ZAKARIA: Would you trade our educational system lock, stock and barrel for any other country's? The Singaporeans test very well. The Finns test very well. The Danes test very well. We don't.

Is there something lock, stock and barrel better about any other system?

GATES: I wouldn't trade with anyone.

We're a very large country. We have some big city challenges that many of those countries don't have. It's unbelievable that we are the melting pot, and it's great that we take on that challenge, which is not always easy. Our universities ...

ZAKARIA: And which drags down our averages sometimes.

GATES: Absolutely.

Our universities are the envy of the world. If you take the top 20 universities in the world, I don't think you'll find anyone who wouldn't have at least 12 of them be U.S. universities, and some might have 19 of them be U.S. universities. Now, China sees that, and it's a great thing for the world. But they're taking Tsinghua, Beijing University and all the good universities, and trying to up-level those. They've made good progress. But we shouldn't trade with anybody.

Why are we the best in information technology and inventing new medicines? It's not because we have low defense costs. It's not because we have low medical costs. It's not because we have a simple society to get things done in.

It is because, at least for that top 20 percent or so that get a good education going to these universities, the kind of innovative thinking and great teaching is strong. And there's an element of that that we've let smart people from other countries come here.

We net import massive I.Q. It's our most important import by far.

(END VIDEO)

ZAKARIA: Coming up, Bill Gates on giving it all away.

(COMMERCIAL BREAK)

ZAKARIA: Over 95 percent of all charity is people giving money to their favorite churches, synagogues, symphony halls, opera houses and universities.

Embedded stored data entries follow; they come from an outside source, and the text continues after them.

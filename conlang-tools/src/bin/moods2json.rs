//! Converts a `mood<TAB>prefix<TAB>elide` table into a `verbPrefixTable`.

use std::path::PathBuf;

use anyhow::Context;
use clap::Parser;

use conlang_tools::{read_moods, read_path};

#[derive(Parser)]
#[command(name = "moods2json", version, about = "Convert a TSV mood/prefix table to JSON")]
struct Cli {
	/// Tab-separated mood table
	#[arg(value_name = "FILE", default_value = "keregafa_moods.tsv")]
	input: PathBuf,

	/// Pretty-print the output
	#[arg(short, long)]
	pretty: bool,
}

fn main() -> anyhow::Result<()> {
	env_logger::Builder::from_env(env_logger::Env::default().default_filter_or("warn")).init();
	let cli = Cli::parse();

	let moods = read_path(&cli.input, read_moods)
		.with_context(|| format!("failed to read {}", cli.input.display()))?;
	let json = if cli.pretty { serde_json::to_string_pretty(&moods)? } else { serde_json::to_string(&moods)? };
	println!("{json}");
	Ok(())
}
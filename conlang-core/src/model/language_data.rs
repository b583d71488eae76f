use std::collections::HashMap;
use std::path::Path;

use indexmap::IndexMap;
use log::{debug, info, warn};
use serde::Deserialize;

use super::phonology::{HarmonyRules, ReplacementGroup};
use super::sampler::WeightedTable;
use super::tokenizer::SigilTable;
use crate::error::{ConfigError, ConlangError};
use crate::io::read_document;

/// Name of the phoneme class that defines which phonemes are vowels.
pub const VOWEL_CLASS: &str = "V";

/// Optional scalar knobs of the language-data document (`tuning` key).
///
/// Every knob defaults to the disabled behavior.
#[derive(Deserialize, Clone, Debug, Default)]
#[serde(rename_all = "camelCase", default)]
pub struct Tunings {
	/// Probability that a sampled consonant is doubled.
	pub geminate_consonant_chance: Option<f64>,
	/// Consonants allowed to geminate. Absent or empty means all of them.
	pub geminatable_consonants: Option<Vec<String>>,
	/// Probability that a generated word also yields a reduplicated form.
	pub reduplicate_chance: Option<f64>,
	/// Whether the reduplicated half gets its onset voicing toggled.
	/// Absent behaves as `true`.
	pub reduplicate_with_initial_voicing: Option<bool>,
	/// Upper bound on rejection-sampling draws for a single phoneme.
	pub max_sample_attempts: Option<usize>,
}

impl Tunings {
	/// Gemination chance, `None` when the feature is off.
	pub fn gemination_chance(&self) -> Option<f64> {
		self.geminate_consonant_chance.filter(|chance| *chance > 0.0)
	}

	/// Reduplication chance, `None` when the feature is off.
	pub fn reduplication_chance(&self) -> Option<f64> {
		self.reduplicate_chance.filter(|chance| *chance > 0.0)
	}

	/// Returns `true` if `phoneme` may be geminated.
	pub fn is_geminatable(&self, phoneme: &str) -> bool {
		match &self.geminatable_consonants {
			Some(eligible) if !eligible.is_empty() => eligible.iter().any(|c| c == phoneme),
			_ => true,
		}
	}

	fn validate(&self) -> Result<(), ConfigError> {
		for (name, chance) in [
			("geminateConsonantChance", self.geminate_consonant_chance),
			("reduplicateChance", self.reduplicate_chance),
		] {
			if let Some(chance) = chance {
				if !(0.0..=1.0).contains(&chance) {
					return Err(ConfigError::InvalidTable {
						table: "tuning".to_owned(),
						reason: format!("{name} must be between 0.0 and 1.0, got {chance}"),
					});
				}
			}
		}
		Ok(())
	}
}

/// Language-data document as it appears on disk.
///
/// Key order is preserved: it drives sigil assignment, class lookup and
/// the order in which replacement rules run.
#[derive(Deserialize, Debug, Clone)]
#[serde(rename_all = "camelCase")]
pub struct LanguageDataDocument {
	pub consonant_frequencies: IndexMap<String, f64>,
	pub vowel_frequencies: IndexMap<String, f64>,
	pub phoneme_classes: IndexMap<String, Vec<String>>,
	pub word_types: IndexMap<String, f64>,
	pub syllable_classes: IndexMap<String, Vec<String>>,
	#[serde(default)]
	pub voicing_rules: Option<HashMap<String, String>>,
	#[serde(default)]
	pub replacement_rules: Option<IndexMap<String, IndexMap<String, String>>>,
	#[serde(default)]
	pub harmony_rules: Option<HarmonyRules>,
	#[serde(default)]
	pub tuning: Option<Tunings>,
	#[serde(default)]
	pub syllable_count_probabilities: Option<Vec<f64>>,
}

/// Immutable in-memory language model.
///
/// Built once from a `LanguageDataDocument` and only borrowed afterwards
/// by the sampler, the phonology passes, the word builder and the inflector.
///
/// # Invariants
/// - The `V` class exists and defines vowel-hood
/// - Every frequency table has at least one positive weight
/// - Every replacement pattern compiled successfully
#[derive(Debug, Clone)]
pub struct ConlangData {
	consonants: WeightedTable<String>,
	vowels: WeightedTable<String>,
	phoneme_classes: IndexMap<String, Vec<String>>,
	word_types: WeightedTable<String>,
	syllable_types: IndexMap<String, Vec<String>>,
	syllable_counts: Option<WeightedTable<usize>>,
	voicing_rules: HashMap<String, String>,
	replacement_rules: Vec<ReplacementGroup>,
	harmony_rules: Option<HarmonyRules>,
	tunings: Tunings,
	sigils: SigilTable,
}

impl ConlangData {
	/// Loads and compiles a language-data document from disk.
	///
	/// # Errors
	/// Returns a `ConfigError` if the file cannot be read, is not valid JSON,
	/// misses a required key, or contains invalid weights or patterns.
	pub fn new<P: AsRef<Path>>(filepath: P) -> Result<Self, ConfigError> {
		let document: LanguageDataDocument = read_document(&filepath)?;
		let data = Self::from_document(document)?;
		info!(
			"loaded language data from {} ({} phonemes, {} classes, {} word types)",
			filepath.as_ref().display(),
			data.sigils.len(),
			data.phoneme_classes.len(),
			data.word_types.len()
		);
		Ok(data)
	}

	/// Parses and compiles a language-data document held in memory.
	pub fn from_json_str(json: &str) -> Result<Self, ConfigError> {
		let document: LanguageDataDocument = serde_json::from_str(json)?;
		Self::from_document(document)
	}

	/// Compiles a parsed document into the read-only model.
	pub fn from_document(document: LanguageDataDocument) -> Result<Self, ConfigError> {
		if !document.phoneme_classes.contains_key(VOWEL_CLASS) {
			return Err(ConfigError::InvalidTable {
				table: "phonemeClasses".to_owned(),
				reason: format!("missing the vowel class {VOWEL_CLASS:?}"),
			});
		}

		let sigils = SigilTable::new(
			document.vowel_frequencies.keys().chain(document.consonant_frequencies.keys()),
		)?;

		let vowels = WeightedTable::new("vowelFrequencies", document.vowel_frequencies)?;
		let consonants = WeightedTable::new("consonantFrequencies", document.consonant_frequencies)?;
		let word_types = WeightedTable::new("wordTypes", document.word_types)?;

		for shape in word_types.entries() {
			if let Some(symbol) = shape.chars().find(|s| !document.syllable_classes.contains_key(&s.to_string())) {
				warn!("word type {shape:?} uses syllable symbol {symbol:?} with no syllable class");
			}
		}

		let syllable_counts = match document.syllable_count_probabilities {
			Some(weights) => Some(WeightedTable::new(
				"syllableCountProbabilities",
				weights.into_iter().enumerate().skip(1),
			)?),
			None => None,
		};

		let replacement_rules = match document.replacement_rules {
			Some(groups) => groups
				.into_iter()
				.map(|(name, rules)| ReplacementGroup::compile(name, rules))
				.collect::<Result<Vec<_>, _>>()?,
			None => Vec::new(),
		};

		if let Some(harmony) = &document.harmony_rules {
			for class in harmony.vowel_classes.keys() {
				if !harmony.counterparts.contains_key(class) {
					warn!("harmony class {class:?} has no counterparts, it will leave words unchanged");
				}
			}
		}

		let tunings = document.tuning.unwrap_or_default();
		tunings.validate()?;
		debug!("tunings: {tunings:?}");

		Ok(Self {
			consonants,
			vowels,
			phoneme_classes: document.phoneme_classes,
			word_types,
			syllable_types: document.syllable_classes,
			syllable_counts,
			voicing_rules: document.voicing_rules.unwrap_or_default(),
			replacement_rules,
			harmony_rules: document.harmony_rules,
			tunings,
			sigils,
		})
	}

	pub fn consonants(&self) -> &WeightedTable<String> {
		&self.consonants
	}

	pub fn vowels(&self) -> &WeightedTable<String> {
		&self.vowels
	}

	pub fn word_types(&self) -> &WeightedTable<String> {
		&self.word_types
	}

	/// Syllable-count distribution, if the document provides one.
	pub fn syllable_counts(&self) -> Option<&WeightedTable<usize>> {
		self.syllable_counts.as_ref()
	}

	/// Concrete syllable shapes for a shape symbol.
	pub fn syllable_shapes(&self, symbol: &str) -> Option<&[String]> {
		self.syllable_types.get(symbol).map(Vec::as_slice)
	}

	/// Members of a named phoneme class.
	pub fn phoneme_class(&self, class: &str) -> Option<&[String]> {
		self.phoneme_classes.get(class).map(Vec::as_slice)
	}

	pub fn harmony_rules(&self) -> Option<&HarmonyRules> {
		self.harmony_rules.as_ref()
	}

	pub fn replacement_rules(&self) -> &[ReplacementGroup] {
		&self.replacement_rules
	}

	pub fn tunings(&self) -> &Tunings {
		&self.tunings
	}

	pub fn sigils(&self) -> &SigilTable {
		&self.sigils
	}

	/// Returns `true` if `phoneme` belongs to the `V` class.
	pub fn is_vowel(&self, phoneme: &str) -> bool {
		self.phoneme_classes
			.get(VOWEL_CLASS)
			.is_some_and(|vowels| vowels.iter().any(|v| v == phoneme))
	}

	/// Voiced/voiceless counterpart of `phoneme`, or the phoneme itself.
	pub fn toggle_voicing<'a>(&'a self, phoneme: &'a str) -> &'a str {
		self.voicing_rules.get(phoneme).map(String::as_str).unwrap_or(phoneme)
	}

	/// Name of the first class (in document order) listing `phoneme`.
	///
	/// # Errors
	/// `UnclassifiedPhoneme` if no class lists it.
	pub fn class_of(&self, phoneme: &str) -> Result<&str, ConlangError> {
		self.phoneme_classes
			.iter()
			.find(|(_, members)| members.iter().any(|m| m == phoneme))
			.map(|(class, _)| class.as_str())
			.ok_or_else(|| ConlangError::UnclassifiedPhoneme(phoneme.to_owned()))
	}

	/// Segments a surface word into phonemes (see `SigilTable::tokenize`).
	pub fn tokenize(&self, word: &str) -> Result<Vec<String>, ConlangError> {
		self.sigils.tokenize(word)
	}

	/// Concatenates phonemes back into a surface word.
	pub fn detokenize<S: AsRef<str>>(&self, tokens: &[S]) -> String {
		SigilTable::detokenize(tokens)
	}
}

#[cfg(test)]
pub(crate) mod tests {
	use super::*;

	/// Small language used across the unit tests of the model.
	pub(crate) const SAMPLE_LANGUAGE: &str = r#"{
		"consonantFrequencies": {"t": 0.3, "ts": 0.1, "k": 0.2, "d": 0.1, "g": 0.1, "s": 0.2},
		"vowelFrequencies": {"a": 0.4, "i": 0.3, "u": 0.3},
		"phonemeClasses": {
			"V": ["a", "i", "u"],
			"C": ["t", "ts", "k", "d", "g", "s"],
			"S": ["s", "ts"]
		},
		"wordTypes": {"IMF": 1.0},
		"syllableClasses": {"I": ["CV"], "M": ["CV", "CVC"], "F": ["CV"]},
		"voicingRules": {"t": "d", "d": "t", "k": "g", "g": "k"}
	}"#;

	pub(crate) fn sample_data() -> ConlangData {
		ConlangData::from_json_str(SAMPLE_LANGUAGE).unwrap()
	}

	#[test]
	fn vowel_membership_uses_v_class() {
		let data = sample_data();
		assert!(data.is_vowel("a"));
		assert!(!data.is_vowel("t"));
		assert!(!data.is_vowel("x"));
	}

	#[test]
	fn class_lookup_follows_document_order() {
		let data = sample_data();
		assert_eq!(data.class_of("s").unwrap(), "C");
		assert_eq!(data.class_of("i").unwrap(), "V");
		assert_eq!(
			data.class_of("x"),
			Err(ConlangError::UnclassifiedPhoneme("x".to_owned()))
		);
	}

	#[test]
	fn every_phoneme_gets_a_sigil() {
		let data = sample_data();
		assert_eq!(data.sigils().len(), 9);
		assert_ne!(data.sigils().sigil_of("a"), data.sigils().sigil_of("t"));
		assert_eq!(data.sigils().sigil_of("x"), None);
	}

	#[test]
	fn voicing_toggle_falls_back_to_identity() {
		let data = sample_data();
		assert_eq!(data.toggle_voicing("t"), "d");
		assert_eq!(data.toggle_voicing("d"), "t");
		assert_eq!(data.toggle_voicing("s"), "s");
	}

	#[test]
	fn missing_required_key_is_reported() {
		let err = ConlangData::from_json_str(r#"{"vowelFrequencies": {"a": 1.0}}"#).unwrap_err();
		assert!(err.to_string().contains("consonantFrequencies"), "{err}");
	}

	#[test]
	fn missing_vowel_class_is_rejected() {
		let json = SAMPLE_LANGUAGE.replace("\"V\":", "\"W\":");
		assert!(matches!(
			ConlangData::from_json_str(&json),
			Err(ConfigError::InvalidTable { .. })
		));
	}

	#[test]
	fn out_of_range_tuning_is_rejected() {
		let json = SAMPLE_LANGUAGE.replacen('{', r#"{"tuning": {"reduplicateChance": 1.5},"#, 1);
		assert!(matches!(
			ConlangData::from_json_str(&json),
			Err(ConfigError::InvalidTable { .. })
		));
	}

	#[test]
	fn geminatable_list_restricts_when_present() {
		let mut tunings = Tunings::default();
		assert!(tunings.is_geminatable("t"));
		tunings.geminatable_consonants = Some(vec!["k".to_owned()]);
		assert!(tunings.is_geminatable("k"));
		assert!(!tunings.is_geminatable("t"));
	}
}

But Bill Gates is giving most of his money to save the lives of the world's poorest people. It is a decision premised on the idea that all human beings are created equal, and that all human life should be valued equally.

Listen to Gates on this.

(BEGIN VIDEO)

ZAKARIA: At a personal level, one of the decisions you've made is not to leave enormous amounts of money to your children. Are they old enough to understand this yet?

GATES: Well, I'm sure I'll get more flak as they get older.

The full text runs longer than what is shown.